Monday, April 28, 2008

Weak Board Salvage Regional Banks' Chiefs' Misbehalf

How can the chiefs of these banks still be at the helm when leaders like Charles Prince, Stanley O'Neal and Marcel Ospel were shoved out of Citi, Merrill and UBS, respectively? Sure, all three companies lost about half their value in the past year. That's bad. But so has RBS. And the losses inflicted by WaMu and National City on their investors are far more horrific. There are probably a few reasons for the discrepancy over which bosses get the ax. The main reason may be the composition of their respective boards. Unlike the big Wall Street banks, regional institutions tend to draw local executives, who may be more forgiving when it comes to a neighbor's shortcomings.

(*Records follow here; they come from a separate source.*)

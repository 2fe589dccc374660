//! # spindle
//!
//! **Spindle** is a single dedicated-worker task execution primitive.
//!
//! Each [`TaskWorker`] owns exactly one background execution unit — a
//! dedicated OS thread or a dedicated OS process — and exposes a small
//! asynchronous contract: submit work (fire-and-forget, optionally with a
//! completion hook), observe a three-state machine, and shut down gracefully
//! with a blocking `close()`. It is designed as a building block for
//! higher-level pools and orchestrators, which are out of scope here.
//!
//! ## Architecture
//! ```text
//!              ┌────────────────────────────────────────────┐
//!   caller ──► │  TaskWorker (facade, single-use)           │
//!              │  - unique name (prefix + random suffix)    │
//!              │  - submit() / status() / close()           │
//!              │  - registers into WorkerRegistry           │
//!              └───────┬────────────────────────┬───────────┘
//!                      ▼                        ▼
//!            ┌──────────────────┐     ┌───────────────────────┐
//!            │  ThreadBackend   │     │  ProcessBackend       │
//!            │  mpsc channel    │     │  stdin  = task queue  │
//!            │  OS thread loop  │     │  stdout = control pipe│
//!            └────────┬─────────┘     └──────────┬────────────┘
//!                     │                          │
//!                     ▼                          ▼
//!              shared worker loop (drive):
//!                blocking dequeue ─► sentinel? Closed, exit
//!                                 ─► Pending ─► invoke handler
//!                                 ─► completion hook ─► Free ─► repeat
//! ```
//!
//! Tasks name a handler registered in a [`HandlerRegistry`]; the process
//! backend cannot ship closures across the boundary, so both sides build the
//! same registry from the same code and agree on names. Completion hooks stay
//! on the creator's side for both backends.
//!
//! ## Guarantees
//! - **FIFO**: a worker executes tasks strictly in submission order.
//! - **Graceful shutdown**: the sentinel travels the same queue, so `close()`
//!   runs after every previously submitted task; it blocks until the unit has
//!   fully terminated (thread join / process wait).
//! - **Accurate status**: [`WorkerState`] is creator-visible for both
//!   backends (the process backend mirrors transitions over a control pipe).
//! - **Fail-fast on dead workers**: a task failure is fatal to its worker;
//!   later `submit`/`close` report [`WorkerError::WorkerDead`] instead of
//!   hanging.
//!
//! ## Example
//! ```
//! use std::sync::{Arc, mpsc};
//! use serde_json::{json, Value};
//! use spindle::{HandlerRegistry, Task, TaskWorker, WorkerConfig, WorkerRegistry};
//!
//! fn main() -> Result<(), Box<dyn std::error::Error>> {
//!     let mut handlers = HandlerRegistry::new();
//!     handlers.register_fn("add", |args, _kwargs| {
//!         Ok(Value::from(args.iter().filter_map(Value::as_i64).sum::<i64>()))
//!     })?;
//!
//!     let registry = WorkerRegistry::arc();
//!     let worker = TaskWorker::spawn(
//!         WorkerConfig::default(),
//!         Arc::new(handlers),
//!         Arc::clone(&registry),
//!     )?;
//!     assert_eq!(registry.list(), vec![worker.name().to_string()]);
//!
//!     let (tx, rx) = mpsc::channel();
//!     worker.submit(
//!         Task::new("add")
//!             .with_args(vec![json!(2), json!(3)])
//!             .on_complete(move |value| { let _ = tx.send(value); }),
//!     )?;
//!     assert_eq!(rx.recv()?, json!(5));
//!
//!     worker.close()?;
//!     assert!(registry.is_empty());
//!     Ok(())
//! }
//! ```

mod backend;
mod config;
mod error;
mod registry;
mod state;
mod tasks;
mod worker;

// ---- Public re-exports ----

pub use backend::host::{run_host, run_if_child, HOST_ENV};
pub use config::{BackendKind, WorkerConfig};
pub use error::{TaskError, WorkerError};
pub use registry::{WorkerEntry, WorkerRegistry};
pub use state::WorkerState;
pub use tasks::{Callable, CompletionHook, HandlerFn, HandlerRef, HandlerRegistry, JsonMap, Task};
pub use worker::TaskWorker;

After all, it would be quite uncomfortable to bump into somebody you have just sacked on the local golf course. National City may be a case in point. Its board mainly consists not of global financial heavyweights, but of local worthies. There is the president of a hometown community college, the boss of a paint company based down the street and the head of a restaurant group named Eat'n Park. The situation is a bit better at RBS. But for an institution that has global pretensions, its board is stuffed with a lot of Scots. But it isn't just weak boards that have saved the scalps of provincial-bank bosses. It is up to shareholders to hold directors accountable. Because investment banks tend to pay their employees giant bonuses loaded with restricted stock, they often make up the largest block of shareholders. So when the stock buckles, the blade gets sharpened fast.